**Requirement**
Which lines in the records below contain the word "metadata"? Copy each of them.

**Records provided**
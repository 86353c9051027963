//! Log extractors.
//!
//! Pure functions that pull typed values out of one log file each. They
//! tolerate missing, empty, and malformed input: anything that cannot be
//! parsed comes back as an absent value, never as an error.

mod fio;
mod sar;
mod sysbench;
mod timing;

pub use fio::parse_bandwidth;
pub use sar::{CpuAverages, parse_cpu_averages};
pub use sysbench::parse_events_per_sec;
pub use timing::{TimingOutcome, parse_timing};

use std::path::Path;

/// Read a log file, treating a missing or zero-length file as no data.
pub(crate) fn read_if_present(path: &Path) -> Option<String> {
    let metadata = std::fs::metadata(path).ok()?;
    if metadata.len() == 0 {
        return None;
    }
    std::fs::read_to_string(path).ok()
}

**Written solution**
    let metadata = std::fs::metadata(path).ok()?;
    if metadata.len() == 0 {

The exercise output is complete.